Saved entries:

-- Opening Marker --

//! Working directory access.
//!
//! The repository never touches the working directory directly; it goes
//! through the `WorkTree` capability so the orchestration logic can be driven
//! against something other than the real filesystem.

use std::fs;
use std::io;
use std::path::{Path, PathBuf};

use crate::storage::error::StorageResult;
use crate::storage::types::FileName;

/// Read, write, delete and enumerate the plain files of a working directory.
pub trait WorkTree {
    /// contents of `path`, or `None` when the file does not exist
    fn read(&self, path: &FileName) -> StorageResult<Option<Vec<u8>>>;

    /// create or overwrite `path`
    fn write(&self, path: &FileName, contents: &[u8]) -> StorageResult<()>;

    /// remove `path`; returns false when it was already absent
    fn delete(&self, path: &FileName) -> StorageResult<bool>;

    /// every plain file in the working directory, sorted
    fn list(&self) -> StorageResult<Vec<FileName>>;

    fn exists(&self, path: &FileName) -> StorageResult<bool> {
        Ok(self.read(path)?.is_some())
    }
}

/// The working directory on disk.
#[derive(Debug, Clone)]
pub struct FsWorkTree {
    root: PathBuf,
    repo_dir_name: String,
}

impl FsWorkTree {
    pub fn new(root: impl Into<PathBuf>, repo_dir_name: impl Into<String>) -> Self {
        Self {
            root: root.into(),
            repo_dir_name: repo_dir_name.into(),
        }
    }

    pub fn root(&self) -> &Path {
        &self.root
    }

    fn path_of(&self, path: &FileName) -> PathBuf {
        self.root.join(path.as_str())
    }
}

impl WorkTree for FsWorkTree {
    fn read(&self, path: &FileName) -> StorageResult<Option<Vec<u8>>> {
        let full = self.path_of(path);
        if !full.is_file() {
            return Ok(None);
        }
        match fs::read(&full) {
            Ok(bytes) => Ok(Some(bytes)),
            Err(e) if e.kind() == io::ErrorKind::NotFound => Ok(None),
            Err(e) => Err(e.into()),
        }
    }

    fn write(&self, path: &FileName, contents: &[u8]) -> StorageResult<()> {
        fs::write(self.path_of(path), contents)?;
        Ok(())
    }

    fn delete(&self, path: &FileName) -> StorageResult<bool> {
        match fs::remove_file(self.path_of(path)) {
            Ok(()) => Ok(true),
            Err(e) if e.kind() == io::ErrorKind::NotFound => Ok(false),
            Err(e) => Err(e.into()),
        }
    }

    fn list(&self) -> StorageResult<Vec<FileName>> {
        let mut files = Vec::new();
        for entry in fs::read_dir(&self.root)? {
            let entry = entry?;
            if !entry.file_type()?.is_file() {
                continue;
            }
            let raw = entry.file_name();
            let Some(name) = raw.to_str() else {
                tracing::warn!(file = ?raw, "skipping working file with a non-UTF-8 name");
                continue;
            };
            if name == self.repo_dir_name {
                continue;
            }
            match FileName::new(name) {
                Ok(file) => files.push(file),
                Err(e) => tracing::warn!(file = name, error = %e, "skipping working file"),
            }
        }
        files.sort();
        Ok(files)
    }
}

#[cfg(test)]
mod tests {
    use super::*;
    use tempfile::TempDir;

    fn setup() -> (TempDir, FsWorkTree) {
        let dir = TempDir::new().unwrap();
        let tree = FsWorkTree::new(dir.path(), ".grove");
        (dir, tree)
    }

    fn name(s: &str) -> FileName {
        FileName::new(s).unwrap()
    }

    #[test]
    fn test_write_read_delete() {
        let (_dir, tree) = setup();
        let f = name("f.txt");

        assert_eq!(tree.read(&f).unwrap(), None);
        tree.write(&f, b"hello").unwrap();
        assert_eq!(tree.read(&f).unwrap(), Some(b"hello".to_vec()));
        assert!(tree.exists(&f).unwrap());

        assert!(tree.delete(&f).unwrap());
        assert!(!tree.delete(&f).unwrap());
        assert!(!tree.exists(&f).unwrap());
    }

    #[test]
    fn test_list_plain_files_only() {
        let (dir, tree) = setup();
        fs::create_dir(dir.path().join(".grove")).unwrap();
        fs::create_dir(dir.path().join("nested")).unwrap();
        fs::write(dir.path().join("nested").join("inner"), "x").unwrap();
        fs::write(dir.path().join("b"), "b").unwrap();
        fs::write(dir.path().join("a"), "a").unwrap();

        let listed = tree.list().unwrap();
        assert_eq!(listed, vec![name("a"), name("b")]);
    }

    #[test]
    fn test_read_directory_is_absent() {
        let (dir, tree) = setup();
        fs::create_dir(dir.path().join("sub")).unwrap();
        assert_eq!(tree.read(&name("sub")).unwrap(), None);
    }
}
//!  Branch and HEAD management.
//!
//!  Branches are named pointers to commits. This module handles:
//! - the branch table (`branches`)
//! - the active branch (`HEAD`)
//! - pointer updates, creation and deletion
//!
//! HEAD always names a branch; the HEAD commit is that branch's tip, so the
//! two can never disagree on disk.

use std::collections::BTreeMap;
use std::fs;
use std::io;
use std::path::Path;

use crate::storage::atomic;
use crate::storage::config::RepoPaths;
use crate::storage::error::{StorageError, StorageResult};
use crate::storage::types::{BranchName, CommitId};

/// The branch table plus the active branch.
#[derive(Debug, Clone, PartialEq, Eq)]
pub struct RefTable {
    branches: BTreeMap<BranchName, CommitId>,
    active: BranchName,
}

fn read_state_file(path: &Path) -> StorageResult<Vec<u8>> {
    fs::read(path).map_err(|e| match e.kind() {
        io::ErrorKind::NotFound => StorageError::corrupted(path, "missing state file"),
        _ => StorageError::Io(e),
    })
}

impl RefTable {
    /// a fresh table with a single branch pointing at `initial`
    pub fn new(active: BranchName, initial: CommitId) -> Self {
        Self {
            branches: BTreeMap::from([(active.clone(), initial)]),
            active,
        }
    }

    /// load the branch table and HEAD
    pub fn load(paths: &RepoPaths) -> StorageResult<Self> {
        let branches_file = paths.branches_file();
        let bytes = read_state_file(&branches_file)?;
        let branches: BTreeMap<BranchName, CommitId> = serde_json::from_slice(&bytes)
            .map_err(|e| StorageError::corrupted(&branches_file, e))?;

        let head_file = paths.head_file();
        let head = read_state_file(&head_file)?;
        let name = String::from_utf8(head)
            .map_err(|e| StorageError::corrupted(&head_file, e))?;
        let active = BranchName::new(name.trim_end())
            .map_err(|e| StorageError::corrupted(&head_file, e))?;

        if !branches.contains_key(&active) {
            return Err(StorageError::corrupted(
                &head_file,
                format!("HEAD names unknown branch '{}'", active),
            ));
        }

        Ok(Self { branches, active })
    }

    /// persist the branch table, then HEAD
    pub fn save(&self, paths: &RepoPaths) -> StorageResult<()> {
        let bytes = serde_json::to_vec_pretty(&self.branches)?;
        atomic::write_atomic(&paths.branches_file(), &bytes)?;
        atomic::write_atomic(&paths.head_file(), format!("{}\n", self.active).as_bytes())?;
        Ok(())
    }

    pub fn active(&self) -> &BranchName {
        &self.active
    }

    /// the tip of the active branch
    pub fn head(&self) -> CommitId {
        // load() and every mutator keep the active branch in the table
        self.branches[&self.active]
    }

    /// Resolve a branch name to its current commit ID.
    pub fn resolve(&self, name: &str) -> Option<CommitId> {
        self.branches.get(name).copied()
    }

    pub fn contains(&self, name: &str) -> bool {
        self.branches.contains_key(name)
    }

    /// all branches in name order
    pub fn iter(&self) -> impl Iterator<Item = (&BranchName, &CommitId)> {
        self.branches.iter()
    }

    /// Create a new branch pointing to the given commit.
    pub fn create(&mut self, name: BranchName, target: CommitId) -> StorageResult<()> {
        if self.branches.contains_key(&name) {
            return Err(StorageError::BranchExists(name));
        }
        self.branches.insert(name, target);
        Ok(())
    }

    /// Delete a branch pointer. The commits it pointed at are kept.
    pub fn delete(&mut self, name: &str) -> StorageResult<()> {
        if !self.branches.contains_key(name) {
            return Err(StorageError::BranchNotFound(name.to_string()));
        }
        if self.active.as_str() == name {
            return Err(StorageError::CannotRemoveActiveBranch(self.active.clone()));
        }
        self.branches.remove(name);
        Ok(())
    }

    /// make `name` the active branch
    pub fn switch_to(&mut self, name: &str) -> StorageResult<()> {
        match self.branches.get_key_value(name) {
            Some((branch, _)) => {
                self.active = branch.clone();
                Ok(())
            }
            None => Err(StorageError::NoSuchBranch(name.to_string())),
        }
    }

    /// move the active branch to `target`
    pub fn advance(&mut self, target: CommitId) {
        self.branches.insert(self.active.clone(), target);
    }
}

#[cfg(test)]
mod tests {
    use super::*;
    use crate::storage::config::RepoConfig;
    use crate::storage::types::ObjectId;
    use tempfile::TempDir;

    fn commit(seed: &[u8]) -> CommitId {
        CommitId::new(ObjectId::digest(seed))
    }

    fn setup() -> (TempDir, RepoPaths) {
        let dir = TempDir::new().unwrap();
        let paths = RepoConfig::new(dir.path()).paths();
        fs::create_dir_all(paths.repo_dir()).unwrap();
        (dir, paths)
    }

    #[test]
    fn test_new_table() {
        let table = RefTable::new(BranchName::default_branch(), commit(b"root"));
        assert_eq!(table.active().as_str(), "master");
        assert_eq!(table.head(), commit(b"root"));
        assert_eq!(table.resolve("master"), Some(commit(b"root")));
    }

    #[test]
    fn test_branch_lifecycle() {
        let mut table = RefTable::new(BranchName::default_branch(), commit(b"root"));
        let feature = BranchName::new("feature").unwrap();

        table.create(feature.clone(), commit(b"root")).unwrap();
        assert!(table.contains("feature"));

        let dup = table.create(feature, commit(b"other"));
        assert!(matches!(dup, Err(StorageError::BranchExists(_))));

        table.delete("feature").unwrap();
        assert!(!table.contains("feature"));
        assert!(matches!(
            table.delete("feature"),
            Err(StorageError::BranchNotFound(_))
        ));
    }

    #[test]
    fn test_cannot_delete_active() {
        let mut table = RefTable::new(BranchName::default_branch(), commit(b"root"));
        assert!(matches!(
            table.delete("master"),
            Err(StorageError::CannotRemoveActiveBranch(_))
        ));
    }

    #[test]
    fn test_switch_and_advance() {
        let mut table = RefTable::new(BranchName::default_branch(), commit(b"root"));
        table
            .create(BranchName::new("dev").unwrap(), commit(b"root"))
            .unwrap();

        table.switch_to("dev").unwrap();
        table.advance(commit(b"next"));

        assert_eq!(table.head(), commit(b"next"));
        assert_eq!(table.resolve("master"), Some(commit(b"root")));
        assert!(matches!(
            table.switch_to("ghost"),
            Err(StorageError::NoSuchBranch(_))
        ));
    }

    #[test]
    fn test_save_and_load() {
        let (_dir, paths) = setup();
        let mut table = RefTable::new(BranchName::default_branch(), commit(b"root"));
        table
            .create(BranchName::new("dev").unwrap(), commit(b"dev"))
            .unwrap();
        table.switch_to("dev").unwrap();
        table.save(&paths).unwrap();

        let loaded = RefTable::load(&paths).unwrap();
        assert_eq!(loaded, table);
    }

    #[test]
    fn test_load_missing_is_corruption() {
        let (_dir, paths) = setup();
        assert!(matches!(
            RefTable::load(&paths),
            Err(StorageError::CorruptedState { .. })
        ));
    }

    #[test]
    fn test_load_dangling_head() {
        let (_dir, paths) = setup();
        RefTable::new(BranchName::default_branch(), commit(b"root"))
            .save(&paths)
            .unwrap();
        fs::write(paths.head_file(), "ghost\n").unwrap();

        assert!(matches!(
            RefTable::load(&paths),
            Err(StorageError::CorruptedState { .. })
        ));
    }
}
//! Snapshots of the tracked file set.
//!
//! A snapshot maps every tracked file name to the blob holding its
//! content. It is stored inline in each commit. The backing map is ordered,
//! so both the encoded form (and therefore the commit id) and every
//! listing derived from it are deterministic.

use std::collections::btree_map;
use std::collections::{BTreeMap, BTreeSet};

use serde::{Deserialize, Serialize};

use crate::storage::types::{BlobId, FileName};

/// the full tracked-file state at a commit
#[derive(Debug, Clone, Default, PartialEq, Eq, Serialize, Deserialize)]
#[serde(transparent)]
pub struct Snapshot {
    entries: BTreeMap<FileName, BlobId>,
}

impl Snapshot {
    pub fn new() -> Self {
        Self::default()
    }

    pub fn get(&self, path: &str) -> Option<BlobId> {
        self.entries.get(path).copied()
    }

    pub fn contains(&self, path: &str) -> bool {
        self.entries.contains_key(path)
    }

    /// insert or overwrite a file entry
    pub fn insert(&mut self, path: FileName, id: BlobId) -> Option<BlobId> {
        self.entries.insert(path, id)
    }

    pub fn remove(&mut self, path: &str) -> Option<BlobId> {
        self.entries.remove(path)
    }

    pub fn iter(&self) -> btree_map::Iter<'_, FileName, BlobId> {
        self.entries.iter()
    }

    pub fn paths(&self) -> impl Iterator<Item = &FileName> {
        self.entries.keys()
    }

    pub fn len(&self) -> usize {
        self.entries.len()
    }

    pub fn is_empty(&self) -> bool {
        self.entries.is_empty()
    }

    /// every path tracked by any of the given snapshots, in order
    pub fn union_paths<'a>(snapshots: &[&'a Snapshot]) -> BTreeSet<&'a FileName> {
        snapshots.iter().copied().flat_map(|s| s.paths()).collect()
    }
}

impl FromIterator<(FileName, BlobId)> for Snapshot {
    fn from_iter<T: IntoIterator<Item = (FileName, BlobId)>>(iter: T) -> Self {
        Self {
            entries: iter.into_iter().collect(),
        }
    }
}

impl<'a> IntoIterator for &'a Snapshot {
    type Item = (&'a FileName, &'a BlobId);
    type IntoIter = btree_map::Iter<'a, FileName, BlobId>;

    fn into_iter(self) -> Self::IntoIter {
        self.entries.iter()
    }
}

#[cfg(test)]
mod tests {
    use super::*;
    use crate::storage::types::ObjectId;

    fn blob(content: &[u8]) -> BlobId {
        BlobId::new(ObjectId::digest(content))
    }

    fn name(s: &str) -> FileName {
        FileName::new(s).unwrap()
    }

    #[test]
    fn test_insert_and_lookup() {
        let mut snapshot = Snapshot::new();
        assert!(snapshot.is_empty());

        snapshot.insert(name("b.txt"), blob(b"b"));
        snapshot.insert(name("a.txt"), blob(b"a"));

        assert_eq!(snapshot.len(), 2);
        assert_eq!(snapshot.get("a.txt"), Some(blob(b"a")));
        assert!(!snapshot.contains("c.txt"));

        // iteration is lexicographic
        let paths: Vec<_> = snapshot.paths().map(|p| p.as_str()).collect();
        assert_eq!(paths, vec!["a.txt", "b.txt"]);
    }

    #[test]
    fn test_overwrite_and_remove() {
        let mut snapshot = Snapshot::new();
        snapshot.insert(name("f"), blob(b"1"));
        let old = snapshot.insert(name("f"), blob(b"2"));

        assert_eq!(old, Some(blob(b"1")));
        assert_eq!(snapshot.remove("f"), Some(blob(b"2")));
        assert!(snapshot.is_empty());
    }

    #[test]
    fn test_encoding_is_order_independent() {
        let a: Snapshot = vec![(name("x"), blob(b"x")), (name("y"), blob(b"y"))]
            .into_iter()
            .collect();
        let b: Snapshot = vec![(name("y"), blob(b"y")), (name("x"), blob(b"x"))]
            .into_iter()
            .collect();

        assert_eq!(
            serde_json::to_vec(&a).unwrap(),
            serde_json::to_vec(&b).unwrap()
        );
    }

    #[test]
    fn test_union_paths() {
        let a: Snapshot = vec![(name("x"), blob(b"x"))].into_iter().collect();
        let b: Snapshot = vec![(name("y"), blob(b"y")), (name("x"), blob(b"z"))]
            .into_iter()
            .collect();

        let union = Snapshot::union_paths(&[&a, &b]);
        let names: Vec<_> = union.iter().map(|p| p.as_str()).collect();
        assert_eq!(names, vec!["x", "y"]);
    }
}
//! Storage layer error types
//!
//! Every failure a repository operation can report is defined here.
//! We use `thiserror`; each variant's message is what the user sees.

use std::path::PathBuf;

use thiserror::Error;

use crate::storage::types::{BranchName, FileName, InvalidNameError};

/// the main error type for repository operations
#[derive(Debug, Error)]
pub enum StorageError {
    /// repo is not initialized
    #[error("Not in an initialized grove directory.")]
    NotInitialized(PathBuf),

    /// `init` ran inside an existing repository
    #[error("A grove version-control system already exists in the current directory.")]
    AlreadyInitialized(PathBuf),

    /// a state file is missing or unreadable
    #[error("corrupted repository state at {path}: {reason}")]
    CorruptedState { path: PathBuf, reason: String },

    /// another process holds the repository lock
    #[error("repository is locked by another grove process")]
    RepositoryLocked,

    /// invalid file or branch name
    #[error("invalid name: {0}")]
    InvalidName(#[from] InvalidNameError),

    /// the file is not present in the working directory
    #[error("File does not exist.")]
    FileNotFound(FileName),

    /// the file is not tracked by the requested commit
    #[error("File does not exist in that commit.")]
    FileNotInCommit(FileName),

    /// a blob referenced by a snapshot is missing from the object store
    #[error("object not found: {0}")]
    ObjectNotFound(String),

    /// the commit was not found
    #[error("No commit with that id exists.")]
    CommitNotFound(String),

    /// a commit id prefix matched more than one commit
    #[error("Commit id {0} is ambiguous.")]
    AmbiguousCommitId(String),

    /// no commit carries the requested message
    #[error("Found no commit with that message.")]
    NoCommitWithMessage(String),

    /// checkout target branch does not exist
    #[error("No such branch exists.")]
    NoSuchBranch(String),

    /// branch removal or merge target does not exist
    #[error("A branch with that name does not exist.")]
    BranchNotFound(String),

    /// branch already exists
    #[error("A branch with that name already exists.")]
    BranchExists(BranchName),

    #[error("No need to checkout the current branch.")]
    AlreadyOnBranch(BranchName),

    #[error("Cannot remove the current branch.")]
    CannotRemoveActiveBranch(BranchName),

    #[error("No changes added to the commit.")]
    NothingToCommit,

    #[error("Please enter a commit message.")]
    EmptyMessage,

    #[error("No reason to remove the file.")]
    NothingToRemove(FileName),

    /// a working file not tracked at HEAD would be overwritten or deleted
    #[error("There is an untracked file in the way; delete it, or add and commit it first.")]
    UntrackedFileConflict { paths: Vec<FileName> },

    #[error("Cannot merge a branch with itself.")]
    SelfMerge,

    #[error("You have uncommitted changes.")]
    UncommittedChanges,

    /// the two commits share no history (malformed graph)
    #[error("no common ancestor between {0} and {1}")]
    NoCommonAncestor(String, String),

    /// JSON serialization or deserialization failed
    #[error("serialization error: {0}")]
    Serialization(#[from] serde_json::Error),

    /// I/O error (filesystem level)
    #[error("io error: {0}")]
    Io(#[from] std::io::Error),
}

impl StorageError {
    /// check if this error indicates the resource doesn't exist
    pub fn is_not_found(&self) -> bool {
        matches!(
            self,
            StorageError::FileNotFound(_)
                | StorageError::FileNotInCommit(_)
                | StorageError::ObjectNotFound(_)
                | StorageError::CommitNotFound(_)
                | StorageError::AmbiguousCommitId(_)
                | StorageError::NoCommitWithMessage(_)
                | StorageError::NoSuchBranch(_)
                | StorageError::BranchNotFound(_)
        )
    }

    /// check if this error is a refused precondition
    pub fn is_precondition(&self) -> bool {
        matches!(
            self,
            StorageError::NothingToCommit
                | StorageError::EmptyMessage
                | StorageError::NothingToRemove(_)
                | StorageError::AlreadyOnBranch(_)
                | StorageError::BranchExists(_)
                | StorageError::CannotRemoveActiveBranch(_)
                | StorageError::UntrackedFileConflict { .. }
                | StorageError::SelfMerge
                | StorageError::UncommittedChanges
        )
    }

    /// check if this error concerns the repository lifecycle or its durable state
    pub fn is_state(&self) -> bool {
        matches!(
            self,
            StorageError::NotInitialized(_)
                | StorageError::AlreadyInitialized(_)
                | StorageError::CorruptedState { .. }
                | StorageError::RepositoryLocked
                | StorageError::NoCommonAncestor(..)
        )
    }

    pub(crate) fn corrupted(path: impl Into<PathBuf>, reason: impl ToString) -> Self {
        StorageError::CorruptedState {
            path: path.into(),
            reason: reason.to_string(),
        }
    }
}

/// result type alias for storage operations
pub type StorageResult<T> = Result<T, StorageError>;
//! The staging area.
//!
//! Pending additions and removals are kept in two maps that never share a
//! key. Both maps are persisted together in a single `index` record, so a
//! crash can never leave them overlapping.

use std::collections::BTreeMap;
use std::fs;
use std::io;

use serde::{Deserialize, Serialize};

use crate::storage::atomic;
use crate::storage::config::RepoPaths;
use crate::storage::error::{StorageError, StorageResult};
use crate::storage::tree::Snapshot;
use crate::storage::types::{BlobId, FileName};

/// what `stage_remove` did
#[derive(Debug, Clone, Copy, PartialEq, Eq)]
pub enum RemoveOutcome {
    /// the path was only staged for addition; it is now unstaged
    Unstaged,
    /// the tracked path is staged for removal; the working file should go
    Removed,
}

/// pending changes for the next commit
#[derive(Debug, Clone, Default, PartialEq, Eq, Serialize, Deserialize)]
pub struct StagingArea {
    to_add: BTreeMap<FileName, BlobId>,
    to_remove: BTreeMap<FileName, BlobId>,
}

impl StagingArea {
    pub fn new() -> Self {
        Self::default()
    }

    pub fn load(paths: &RepoPaths) -> StorageResult<Self> {
        let path = paths.index_file();
        let bytes = fs::read(&path).map_err(|e| match e.kind() {
            io::ErrorKind::NotFound => StorageError::corrupted(&path, "missing state file"),
            _ => StorageError::Io(e),
        })?;
        let staging: StagingArea =
            serde_json::from_slice(&bytes).map_err(|e| StorageError::corrupted(&path, e))?;

        if let Some(path_in_both) = staging.to_add.keys().find(|p| staging.to_remove.contains_key(*p)) {
            return Err(StorageError::corrupted(
                &path,
                format!("'{}' is staged for both addition and removal", path_in_both),
            ));
        }
        Ok(staging)
    }

    pub fn save(&self, paths: &RepoPaths) -> StorageResult<()> {
        let bytes = serde_json::to_vec_pretty(self)?;
        atomic::write_atomic(&paths.index_file(), &bytes)?;
        Ok(())
    }

    /// stage `path` with content `id`, relative to the HEAD snapshot
    ///
    /// content identical to HEAD leaves nothing staged for the path
    pub fn stage_add(&mut self, path: FileName, id: BlobId, head: &Snapshot) {
        self.to_remove.remove(&path);
        if head.get(path.as_str()) == Some(id) {
            self.to_add.remove(&path);
        } else {
            self.to_add.insert(path, id);
        }
    }

    /// stage the removal of `path`
    pub fn stage_remove(&mut self, path: &FileName, head: &Snapshot) -> StorageResult<RemoveOutcome> {
        if self.to_add.remove(path).is_some() {
            return Ok(RemoveOutcome::Unstaged);
        }
        match head.get(path.as_str()) {
            Some(id) => {
                self.to_remove.insert(path.clone(), id);
                Ok(RemoveOutcome::Removed)
            }
            None => Err(StorageError::NothingToRemove(path.clone())),
        }
    }

    pub fn is_empty(&self) -> bool {
        self.to_add.is_empty() && self.to_remove.is_empty()
    }

    pub fn clear(&mut self) {
        self.to_add.clear();
        self.to_remove.clear();
    }

    /// files staged for addition, in name order
    pub fn staged(&self) -> &BTreeMap<FileName, BlobId> {
        &self.to_add
    }

    /// files staged for removal, in name order
    pub fn removed(&self) -> &BTreeMap<FileName, BlobId> {
        &self.to_remove
    }

    /// fold the pending changes onto `base`
    pub fn apply(&self, base: &Snapshot) -> Snapshot {
        let mut snapshot = base.clone();
        for (path, id) in &self.to_add {
            snapshot.insert(path.clone(), *id);
        }
        for path in self.to_remove.keys() {
            snapshot.remove(path.as_str());
        }
        snapshot
    }
}

#[cfg(test)]
mod tests {
    use super::*;
    use crate::storage::config::RepoConfig;
    use crate::storage::types::ObjectId;
    use tempfile::TempDir;

    fn blob(content: &[u8]) -> BlobId {
        BlobId::new(ObjectId::digest(content))
    }

    fn name(s: &str) -> FileName {
        FileName::new(s).unwrap()
    }

    fn head_with(path: &str, content: &[u8]) -> Snapshot {
        let mut snapshot = Snapshot::new();
        snapshot.insert(name(path), blob(content));
        snapshot
    }

    #[test]
    fn test_stage_new_file() {
        let mut staging = StagingArea::new();
        staging.stage_add(name("f"), blob(b"A"), &Snapshot::new());

        assert!(!staging.is_empty());
        assert_eq!(staging.staged().get("f"), Some(&blob(b"A")));
    }

    #[test]
    fn test_stage_unchanged_file_is_noop() {
        let head = head_with("f", b"A");
        let mut staging = StagingArea::new();

        staging.stage_add(name("f"), blob(b"B"), &head);
        assert!(!staging.is_empty());

        // reverting to the committed content unstages it
        staging.stage_add(name("f"), blob(b"A"), &head);
        assert!(staging.is_empty());
    }

    #[test]
    fn test_stage_add_is_idempotent() {
        let mut once = StagingArea::new();
        once.stage_add(name("f"), blob(b"A"), &Snapshot::new());
        let mut twice = once.clone();
        twice.stage_add(name("f"), blob(b"A"), &Snapshot::new());
        assert_eq!(once, twice);
    }

    #[test]
    fn test_add_clears_pending_removal() {
        let head = head_with("f", b"A");
        let mut staging = StagingArea::new();

        assert_eq!(
            staging.stage_remove(&name("f"), &head).unwrap(),
            RemoveOutcome::Removed
        );
        assert!(staging.removed().contains_key("f"));

        staging.stage_add(name("f"), blob(b"A"), &head);
        assert!(staging.is_empty());
    }

    #[test]
    fn test_remove_unstages_addition() {
        let mut staging = StagingArea::new();
        staging.stage_add(name("new"), blob(b"x"), &Snapshot::new());

        let outcome = staging.stage_remove(&name("new"), &Snapshot::new()).unwrap();
        assert_eq!(outcome, RemoveOutcome::Unstaged);
        assert!(staging.is_empty());
    }

    #[test]
    fn test_remove_untracked_fails() {
        let mut staging = StagingArea::new();
        let result = staging.stage_remove(&name("ghost"), &Snapshot::new());
        assert!(matches!(result, Err(StorageError::NothingToRemove(_))));
    }

    #[test]
    fn test_apply() {
        let mut head = head_with("keep", b"k");
        head.insert(name("gone"), blob(b"g"));
        head.insert(name("edit"), blob(b"old"));

        let mut staging = StagingArea::new();
        staging.stage_add(name("edit"), blob(b"new"), &head);
        staging.stage_add(name("added"), blob(b"a"), &head);
        staging.stage_remove(&name("gone"), &head).unwrap();

        let next = staging.apply(&head);
        assert_eq!(next.get("keep"), Some(blob(b"k")));
        assert_eq!(next.get("edit"), Some(blob(b"new")));
        assert_eq!(next.get("added"), Some(blob(b"a")));
        assert!(!next.contains("gone"));
    }

    #[test]
    fn test_save_load_and_clear() {
        let dir = TempDir::new().unwrap();
        let paths = RepoConfig::new(dir.path()).paths();
        fs::create_dir_all(paths.repo_dir()).unwrap();

        let mut staging = StagingArea::new();
        staging.stage_add(name("f"), blob(b"A"), &Snapshot::new());
        staging.save(&paths).unwrap();
        assert_eq!(StagingArea::load(&paths).unwrap(), staging);

        staging.clear();
        assert!(staging.is_empty());
    }

    #[test]
    fn test_load_overlapping_maps_is_corruption() {
        let dir = TempDir::new().unwrap();
        let paths = RepoConfig::new(dir.path()).paths();
        fs::create_dir_all(paths.repo_dir()).unwrap();

        let id = blob(b"A");
        let json = format!(
            r#"{{"to_add":{{"f":"{id}"}},"to_remove":{{"f":"{id}"}}}}"#,
            id = id.to_hex()
        );
        fs::write(paths.index_file(), json).unwrap();

        assert!(matches!(
            StagingArea::load(&paths),
            Err(StorageError::CorruptedState { .. })
        ));
    }
}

-- Closing Marker --

» **Exercise description**
Only lines containing the word "CannotRemoveActiveBranch" should appear in the answer, and every such line from the records above must be there.

» **Result below**
            return Err(StorageError::CannotRemoveActiveBranch(self.active.clone()));
            Err(StorageError::CannotRemoveActiveBranch(_))
    CannotRemoveActiveBranch(BranchName),
                | StorageError::CannotRemoveActiveBranch(_)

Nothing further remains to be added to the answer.